> **EXERCISE DETAILS**: Filter out all lines without the word "copied" from the data below, please, and copy the rest.

Dataset entries:
-------

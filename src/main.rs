use std::env;
use std::io::{self, BufRead, Write};

use dotenv::dotenv;

use learn_and_grow::models::course::{NewContentRequest, NewCourseRequest};
use learn_and_grow::models::user::{LoginRequest, Role, SignupRequest};
use learn_and_grow::routes::{guard, resolve_landing_route, GuardDecision, Route};
use learn_and_grow::services::auth_service::SessionGate;
use learn_and_grow::services::gemini::GeminiConfig;
use learn_and_grow::services::questionnaire_service::{
    StudentQuestionnaire, TrainerQuestionnaire,
};
use learn_and_grow::services::{chatbot_service, course_service, questionnaire_service};
use learn_and_grow::storage::{JsonFileStorage, Storage};

#[tokio::main]
async fn main() -> io::Result<()> {
    // Load environment variables
    dotenv().ok();

    // Initialize logger
    env_logger::init_from_env(env_logger::Env::new().default_filter_or("info"));

    // Get configuration from environment
    let data_dir = env::var("DATA_DIR").unwrap_or_else(|_| "./data".to_string());

    log::info!("🚀 Starting Learn & Grow...");
    log::info!("💾 Data dir: {}", data_dir);

    let storage = match JsonFileStorage::new(&data_dir) {
        Ok(storage) => storage,
        Err(e) => {
            log::error!("❌ Failed to open data dir: {}", e);
            std::process::exit(1);
        }
    };

    let gemini_config = match GeminiConfig::from_env() {
        Ok(config) => Some(config),
        Err(e) => {
            log::warn!("⚠️  {} - AI features disabled", e);
            None
        }
    };

    let mut gate = SessionGate::new(storage.clone());

    // Neutral state while the persisted session restores; nothing is routed
    // before init finishes
    println!("Loading...");
    gate.init();

    let mut current = navigate(&gate, resolve_landing_route(gate.current_user()));
    println!("📍 {}", current.path());
    println!("Type 'help' for commands.");

    let stdin = io::stdin();
    loop {
        print!("> ");
        io::stdout().flush()?;

        let mut line = String::new();
        if stdin.lock().read_line(&mut line)? == 0 {
            break;
        }
        let line = line.trim();
        if line.is_empty() {
            continue;
        }

        let (command, rest) = match line.split_once(' ') {
            Some((command, rest)) => (command, rest.trim()),
            None => (line, ""),
        };

        match command {
            "help" => print_help(),
            "quit" | "exit" => break,

            "signup" => {
                let parts: Vec<&str> = rest.split_whitespace().collect();
                if parts.len() != 4 {
                    println!("usage: signup <student|trainer> <name> <email> <password>");
                    continue;
                }
                let (role, name, email, password) = (parts[0], parts[1], parts[2], parts[3]);
                let role = match role {
                    "student" => Role::Student,
                    "trainer" => Role::Trainer,
                    _ => {
                        println!("Role must be 'student' or 'trainer'");
                        continue;
                    }
                };
                match gate.signup(SignupRequest {
                    name: name.to_string(),
                    email: email.to_string(),
                    password: password.to_string(),
                    role,
                }) {
                    Ok(user) => println!("Welcome to Learn & Grow, {}!", user.name),
                    Err(e) => println!("❌ {}", e),
                }
                current = navigate(&gate, resolve_landing_route(gate.current_user()));
                println!("📍 {}", current.path());
            }

            "login" => {
                let parts: Vec<&str> = rest.split_whitespace().collect();
                if parts.len() != 2 {
                    println!("usage: login <email> <password>");
                    continue;
                }
                let (email, password) = (parts[0], parts[1]);
                match gate.login(&LoginRequest {
                    email: email.to_string(),
                    password: password.to_string(),
                }) {
                    Ok(user) => println!("Welcome back, {}!", user.name),
                    Err(e) => println!("❌ {}", e),
                }
                current = navigate(&gate, resolve_landing_route(gate.current_user()));
                println!("📍 {}", current.path());
            }

            "logout" => {
                gate.logout();
                current = navigate(&gate, Route::Home);
                println!("📍 {}", current.path());
            }

            "whoami" => match gate.current_user() {
                Some(user) => println!(
                    "{} <{}> - {} (questionnaire {})",
                    user.name,
                    user.email,
                    user.role.as_str(),
                    if user.questionnaire_completed { "done" } else { "pending" }
                ),
                None => println!("Not signed in"),
            },

            "go" => {
                // Unknown paths take the catch-all back home
                let target = Route::from_path(rest).unwrap_or(Route::Home);
                current = navigate(&gate, target);
                println!("📍 {}", current.path());
                render(&gate, &storage, current);
            }

            "questionnaire" => {
                let role = match gate.current_user() {
                    Some(user) => user.role,
                    None => {
                        println!("❌ Sign in first");
                        continue;
                    }
                };
                current = navigate(&gate, Route::questionnaire_for(role));
                if current != Route::questionnaire_for(role) {
                    println!("📍 {}", current.path());
                    continue;
                }
                match role {
                    Role::Student => {
                        let Some(config) = gemini_config.as_ref() else {
                            println!("❌ GEMINI_API_KEY must be set for career paths");
                            continue;
                        };
                        let (hobbies, aspirations) = match rest.split_once(' ') {
                            Some((hobbies, aspirations)) => (hobbies, aspirations.trim()),
                            None => (rest, ""),
                        };
                        let form = StudentQuestionnaire {
                            selected_hobbies: csv(hobbies),
                            other_hobby: String::new(),
                            career_aspirations: aspirations.to_string(),
                        };
                        match questionnaire_service::submit_student_questionnaire(
                            &mut gate, config, &form,
                        )
                        .await
                        {
                            Ok(path) => {
                                println!("Your personalized career path is ready: {}", path.path_name)
                            }
                            Err(e) => println!("❌ {}", e),
                        }
                    }
                    Role::Trainer => {
                        let parts: Vec<&str> = rest.splitn(3, ' ').collect();
                        if parts.len() != 3 {
                            println!("usage: questionnaire <expertise,csv> <years> <bio...>");
                            continue;
                        }
                        let form = TrainerQuestionnaire {
                            selected_expertise: csv(parts[0]),
                            other_expertise: String::new(),
                            bio: parts[2].to_string(),
                            experience_years: parts[1].to_string(),
                            linked_in_profile: String::new(),
                        };
                        match questionnaire_service::submit_trainer_questionnaire(&mut gate, &form)
                        {
                            Ok(()) => println!("Your trainer profile is now set up."),
                            Err(e) => println!("❌ {}", e),
                        }
                    }
                }
                current = navigate(&gate, resolve_landing_route(gate.current_user()));
                println!("📍 {}", current.path());
            }

            "courses" => {
                current = navigate(&gate, Route::ExploreCourses);
                if current != Route::ExploreCourses {
                    println!("📍 {}", current.path());
                    continue;
                }
                let (category, search) = match rest.split_once(' ') {
                    Some((category, search)) => (category, search.trim()),
                    None => (if rest.is_empty() { "All" } else { rest }, ""),
                };
                let catalog = course_service::sample_catalog();
                let matches = course_service::filter_catalog(&catalog, category, search);
                if matches.is_empty() {
                    println!("No courses found matching your criteria.");
                }
                for course in matches {
                    println!(
                        "  [{}] {} - {} ({}, ⭐ {}, {} students)",
                        course.category,
                        course.title,
                        course.trainer,
                        course.price,
                        course.rating,
                        course.students
                    );
                }
            }

            "my-courses" => match gate.current_user() {
                Some(user) => {
                    for course in course_service::list_trainer_courses(&storage, user) {
                        println!("  {} - {} ({})", course.id, course.title, course.price);
                    }
                }
                None => println!("❌ Sign in first"),
            },

            "create-course" => match gate.current_user() {
                Some(user) => {
                    let fields: Vec<&str> = rest.split('|').map(str::trim).collect();
                    if fields.len() < 3 {
                        println!("usage: create-course <title>|<category>|<description>[|price[|image]]");
                        continue;
                    }
                    let request = NewCourseRequest {
                        title: fields[0].to_string(),
                        category: fields[1].to_string(),
                        description: fields[2].to_string(),
                        price: fields.get(3).copied().unwrap_or("").to_string(),
                        image: fields.get(4).copied().unwrap_or("").to_string(),
                    };
                    match course_service::create_course(&storage, user, &request) {
                        Ok(course) => println!("Created course {} ({})", course.title, course.id),
                        Err(e) => println!("❌ {}", e),
                    }
                }
                None => println!("❌ Sign in first"),
            },

            "upload-content" => match gate.current_user() {
                Some(user) => {
                    let fields: Vec<&str> = rest.split('|').map(str::trim).collect();
                    if fields.len() < 3 {
                        println!("usage: upload-content <course_id>|<area>|<PDF|Video|Audio>[|url]");
                        continue;
                    }
                    let request = NewContentRequest {
                        course_id: fields[0].to_string(),
                        expertise_area: fields[1].to_string(),
                        file_type: fields[2].to_string(),
                        file_url: fields.get(3).copied().unwrap_or("").to_string(),
                    };
                    match course_service::upload_content(&storage, user, &request) {
                        Ok(content) => println!("Uploaded {} content ({})", content.file_type, content.id),
                        Err(e) => println!("❌ {}", e),
                    }
                }
                None => println!("❌ Sign in first"),
            },

            "chat" => {
                let Some(config) = gemini_config.as_ref() else {
                    println!("❌ GEMINI_API_KEY must be set for the assistant");
                    continue;
                };
                match chatbot_service::send_message(config, rest).await {
                    Ok(reply) => println!("🤖 {}", reply),
                    Err(e) => println!("❌ {}", e),
                }
            }

            _ => println!("Unknown command '{}'; type 'help'", command),
        }
    }

    println!("Bye!");
    Ok(())
}

/// Resolve uma rota alvo aplicando o guard até estabilizar
fn navigate<S: Storage>(gate: &SessionGate<S>, target: Route) -> Route {
    let mut current = target;
    loop {
        match current {
            Route::Home => return current,
            Route::Auth => {
                // An authenticated user never sees the auth screen
                if gate.current_user().is_none() {
                    return current;
                }
                current = resolve_landing_route(gate.current_user());
            }
            _ => match guard(gate.current_user(), required_roles(current), current) {
                GuardDecision::Allow => return current,
                GuardDecision::RedirectToAuth { from } => {
                    log::info!("🔒 {} requires authentication", from.path());
                    return Route::Auth;
                }
                GuardDecision::RedirectToRoleHome(route)
                | GuardDecision::RedirectToQuestionnaire(route) => {
                    log::info!("↪️  Redirected to {}", route.path());
                    current = route;
                }
            },
        }
    }
}

// Role requirements per protected route (the route table)
fn required_roles(route: Route) -> &'static [Role] {
    match route {
        Route::StudentQuestionnaire | Route::StudentDashboard => &[Role::Student],
        Route::TrainerQuestionnaire | Route::TrainerDashboard => &[Role::Trainer],
        Route::ExploreCourses => &[Role::Student, Role::Trainer],
        Route::Home | Route::Auth => &[],
    }
}

fn render<S: Storage>(gate: &SessionGate<S>, storage: &S, route: Route) {
    match route {
        Route::StudentDashboard => {
            if let Some(path) = gate.current_user().and_then(|u| u.career_path.as_ref()) {
                println!("🎓 Career path: {}", path.path_name);
                println!("   {}", path.description);
            }
        }
        Route::TrainerDashboard => {
            if let Some(user) = gate.current_user() {
                let courses = course_service::list_trainer_courses(storage, user);
                println!("📚 {} course(s) published", courses.len());
            }
        }
        _ => {}
    }
}

fn csv(raw: &str) -> Vec<String> {
    raw.split(',')
        .map(str::trim)
        .filter(|item| !item.is_empty())
        .map(str::to_string)
        .collect()
}

fn print_help() {
    println!("Commands:");
    println!("  signup <student|trainer> <name> <email> <password>");
    println!("  login <email> <password>");
    println!("  logout | whoami | go <path>");
    println!("  questionnaire <hobbies,csv> [aspirations...]        (student)");
    println!("  questionnaire <expertise,csv> <years> <bio...>      (trainer)");
    println!("  courses [category] [search...]");
    println!("  my-courses | create-course <t>|<cat>|<desc>[|price[|image]]");
    println!("  upload-content <course_id>|<area>|<type>[|url]");
    println!("  chat <message...>");
    println!("  quit");
}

-------

> **REPLY TO THE EXERCISE**:
                        price: fields.get(3).copied().unwrap_or("").to_string(),
                        image: fields.get(4).copied().unwrap_or("").to_string(),
                        file_url: fields.get(3).copied().unwrap_or("").to_string(),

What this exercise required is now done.